B4E Global Summit 2009 Paris 
Titled “The Green Imperative: Leadership, Innovation and Technology”, B4E Global Summit 2009 took place in Paris, France.
Notable speakers at the 2009 summit included Joseph Alcamo, Pavan Sukdev and H.R.H. Prince El Hassan bin Talal, as well as repeated appearances by Achim Steiner and Georg Kell.

B4E Global Summit 2010 Seoul 
The B4E Global Summit returned to the Asian continent in 2010, and was held in Seoul, Republic of Korea. With addresses and presentations from Lee Myung-bak, Al Gore, Ban Ki-moon, James Leape and numerous other dignitaries, international attention from the media, policy makers and industry was drawn to the event.

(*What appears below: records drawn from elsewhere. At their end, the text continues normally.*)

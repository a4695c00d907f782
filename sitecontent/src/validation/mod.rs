use crate::assets::ImageResolver;
use crate::entry_id::SLUG_KEY;
use crate::record::{RawRecord, TypedValue, ValidatedRecord};
use crate::schema::{CollectionSchema, FieldKind};
use chrono::{DateTime, NaiveDate, NaiveDateTime, TimeZone, Utc};
use serde::Serialize;
use std::collections::BTreeMap;
use std::fmt;
use std::path::Path;
use thiserror::Error;
use url::Url;

/// Date-only forms accepted besides ISO `YYYY-MM-DD`.
const DATE_FORMATS: &[&str] = &["%Y-%m-%d", "%Y/%m/%d", "%b %d %Y", "%b %d, %Y", "%B %d %Y", "%B %d, %Y"];

/// Naive date-times are read as UTC.
const NAIVE_DATETIME_FORMATS: &[&str] = &[
    "%Y-%m-%dT%H:%M:%S",
    "%Y-%m-%dT%H:%M:%S%.f",
    "%Y-%m-%dT%H:%M",
    "%Y-%m-%d %H:%M:%S",
    "%Y-%m-%d %H:%M:%S%.f",
    "%Y-%m-%d %H:%M",
];

/// Why a field was rejected.
#[derive(Error, Debug, Clone, PartialEq, Eq, Serialize)]
#[serde(tag = "reason", rename_all = "snake_case")]
pub enum ValidationReason {
    #[error("required field is missing")]
    MissingRequiredField,

    #[error("expected {expected}, got {found}")]
    TypeMismatch {
        expected: &'static str,
        found: &'static str,
    },

    #[error("cannot convert '{value}': {message}")]
    CoercionFailure { value: String, message: String },

    #[error("value '{value}' is not one of {}", .allowed.join(", "))]
    EnumValueNotAllowed { value: String, allowed: Vec<String> },

    #[error("'{value}' is not a valid absolute URL: {message}")]
    UrlMalformed { value: String, message: String },

    #[error("field is not declared in the schema")]
    UnknownField,
}

/// A rejected field in a specific source file.
#[derive(Debug, Clone, PartialEq, Eq, Serialize)]
pub struct ValidationError {
    pub source_id: String,
    pub field: String,
    #[serde(flatten)]
    pub reason: ValidationReason,
}

impl fmt::Display for ValidationError {
    fn fmt(&self, f: &mut fmt::Formatter<'_>) -> fmt::Result {
        write!(f, "{}: field '{}': {}", self.source_id, self.field, self.reason)
    }
}

impl std::error::Error for ValidationError {}

impl ValidationError {
    fn new(raw: &RawRecord, field: &str, reason: ValidationReason) -> Self {
        ValidationError {
            source_id: raw.source.clone(),
            field: field.to_string(),
            reason,
        }
    }
}

/// Validate a raw record against a schema.
///
/// Every declared field is checked in schema order and all violations are
/// returned together; the record is accepted only if there are none. Absent
/// and `null` values are treated the same. Undeclared keys are dropped, or
/// reported as [`ValidationReason::UnknownField`] when the schema denies them.
pub fn validate(
    schema: &CollectionSchema,
    raw: &RawRecord,
) -> std::result::Result<ValidatedRecord, Vec<ValidationError>> {
    let mut errors = Vec::new();
    let mut data = BTreeMap::new();

    for field in schema.fields() {
        let value = raw.fields.get(field.name()).filter(|v| !v.is_null());

        let coerced = match value {
            None if field.is_required() => {
                errors.push(ValidationError::new(
                    raw,
                    field.name(),
                    ValidationReason::MissingRequiredField,
                ));
                continue;
            }
            None => match field.default() {
                Some(default) => coerce_value(field.kind(), default, schema.images(), &raw.path),
                None => continue,
            },
            Some(value) => coerce_value(field.kind(), value, schema.images(), &raw.path),
        };

        match coerced {
            Ok(typed) => {
                data.insert(field.name().to_string(), typed);
            }
            Err(reason) => errors.push(ValidationError::new(raw, field.name(), reason)),
        }
    }

    for key in raw.fields.keys() {
        if key == SLUG_KEY || schema.field(key).is_some() {
            continue;
        }
        if schema.additional_properties() {
            log::debug!("{}: dropping undeclared field '{key}'", raw.source);
        } else {
            errors.push(ValidationError::new(raw, key, ValidationReason::UnknownField));
        }
    }

    if errors.is_empty() {
        Ok(ValidatedRecord::new(
            raw.id.clone(),
            raw.source.clone(),
            data,
            raw.body.clone(),
        ))
    } else {
        Err(errors)
    }
}

/// Validate a batch of records independently, splitting accepted records
/// from the errors of rejected ones. Input order is preserved in both.
pub fn validate_records(
    schema: &CollectionSchema,
    raws: &[RawRecord],
) -> (Vec<ValidatedRecord>, Vec<ValidationError>) {
    let mut records = Vec::with_capacity(raws.len());
    let mut errors = Vec::new();

    for raw in raws {
        match validate(schema, raw) {
            Ok(record) => records.push(record),
            Err(mut record_errors) => errors.append(&mut record_errors),
        }
    }

    (records, errors)
}

/// Apply a field kind's coercion rule to one present value.
pub fn coerce_value(
    kind: &FieldKind,
    value: &serde_json::Value,
    images: &dyn ImageResolver,
    entry_path: &Path,
) -> std::result::Result<TypedValue, ValidationReason> {
    match kind {
        FieldKind::String => value
            .as_str()
            .map(|s| TypedValue::String(s.to_string()))
            .ok_or_else(|| mismatch(kind, value)),
        FieldKind::Boolean => value
            .as_bool()
            .map(TypedValue::Boolean)
            .ok_or_else(|| mismatch(kind, value)),
        FieldKind::Enum(allowed) => match value.as_str() {
            Some(s) if allowed.iter().any(|a| a == s) => Ok(TypedValue::String(s.to_string())),
            _ => Err(ValidationReason::EnumValueNotAllowed {
                value: display_value(value),
                allowed: allowed.clone(),
            }),
        },
        FieldKind::Date => coerce_date(value),
        FieldKind::Url => {
            let s = value.as_str().ok_or_else(|| mismatch(kind, value))?;
            parse_absolute_url(s).map(TypedValue::Url)
        }
        FieldKind::Image => {
            let s = value.as_str().ok_or_else(|| mismatch(kind, value))?;
            images
                .resolve(entry_path, s)
                .map(TypedValue::Image)
                .map_err(|message| ValidationReason::CoercionFailure {
                    value: s.to_string(),
                    message,
                })
        }
    }
}

fn coerce_date(value: &serde_json::Value) -> std::result::Result<TypedValue, ValidationReason> {
    match value {
        serde_json::Value::String(s) => {
            parse_date(s)
                .map(TypedValue::Date)
                .ok_or_else(|| ValidationReason::CoercionFailure {
                    value: s.clone(),
                    message: "not a recognized date or date-time".into(),
                })
        }
        serde_json::Value::Number(n) => n
            .as_i64()
            .or_else(|| n.as_f64().and_then(truncate_millis))
            .and_then(|ms| Utc.timestamp_millis_opt(ms).single())
            .map(TypedValue::Date)
            .ok_or_else(|| ValidationReason::CoercionFailure {
                value: n.to_string(),
                message: "not a number of epoch milliseconds in range".into(),
            }),
        other => Err(ValidationReason::TypeMismatch {
            expected: "date",
            found: type_name(other),
        }),
    }
}

/// Fractional milliseconds are dropped, rounding toward zero.
fn truncate_millis(ms: f64) -> Option<i64> {
    let ms = ms.trunc();
    (ms.is_finite() && ms.abs() < i64::MAX as f64).then_some(ms as i64)
}

/// Parse a date or date-time string. Date-only values become midnight UTC.
pub fn parse_date(input: &str) -> Option<DateTime<Utc>> {
    let s = input.trim();

    if let Ok(dt) = DateTime::parse_from_rfc3339(s) {
        return Some(dt.with_timezone(&Utc));
    }

    for format in DATE_FORMATS {
        if let Ok(date) = NaiveDate::parse_from_str(s, format) {
            return date
                .and_hms_opt(0, 0, 0)
                .map(|naive| Utc.from_utc_datetime(&naive));
        }
    }

    for format in NAIVE_DATETIME_FORMATS {
        if let Ok(naive) = NaiveDateTime::parse_from_str(s, format) {
            return Some(Utc.from_utc_datetime(&naive));
        }
    }

    DateTime::parse_from_rfc2822(s)
        .ok()
        .map(|dt| dt.with_timezone(&Utc))
}

fn parse_absolute_url(s: &str) -> std::result::Result<Url, ValidationReason> {
    match Url::parse(s) {
        Ok(url) if url.host_str().map_or(false, |h| !h.is_empty()) => Ok(url),
        Ok(_) => Err(ValidationReason::UrlMalformed {
            value: s.to_string(),
            message: "missing host".into(),
        }),
        Err(e) => Err(ValidationReason::UrlMalformed {
            value: s.to_string(),
            message: e.to_string(),
        }),
    }
}

fn mismatch(kind: &FieldKind, value: &serde_json::Value) -> ValidationReason {
    ValidationReason::TypeMismatch {
        expected: kind.label(),
        found: type_name(value),
    }
}

fn display_value(value: &serde_json::Value) -> String {
    match value {
        serde_json::Value::String(s) => s.clone(),
        other => other.to_string(),
    }
}

fn type_name(value: &serde_json::Value) -> &'static str {
    match value {
        serde_json::Value::Null => "null",
        serde_json::Value::Bool(_) => "boolean",
        serde_json::Value::Number(_) => "number",
        serde_json::Value::String(_) => "string",
        serde_json::Value::Array(_) => "list",
        serde_json::Value::Object(_) => "object",
    }
}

B4E Climate Summit 2010 Cancún 
The Climate Summit at Cancún saw a greater and growing partnership between the Summit and international organisations such as WWF and various UN agencies.  The outcome statements were favourably viewed upon by industry and non-governmental observers as a feasible avenue for business, government and civil society to gather and discuss business-led targets and solutions for climate change.

B4E Global Summit 2011 Jakarta 
Recently concluded in Jakarta, Indonesia, the Global Summit in 2011 took ownership of its location in Jakarta to shift focus to forestry and agriculture, in conjunction with the UN International Year of Forests. A steering committee of business, governmental and civil representatives was formed and gathered first in January to engineer focused discussion panels for the actual Summit in April. The Jakarta Summit included notable speakers such as Susilo Bambang Yudhoyono, Helen Clark and Andrew Steer.

The summit once again featured a recurring Youth Dialogue component to encourage students to engage in local environmental projects, with a separate workshop conducted by National Geographic wildlife presenter Hayden Turner.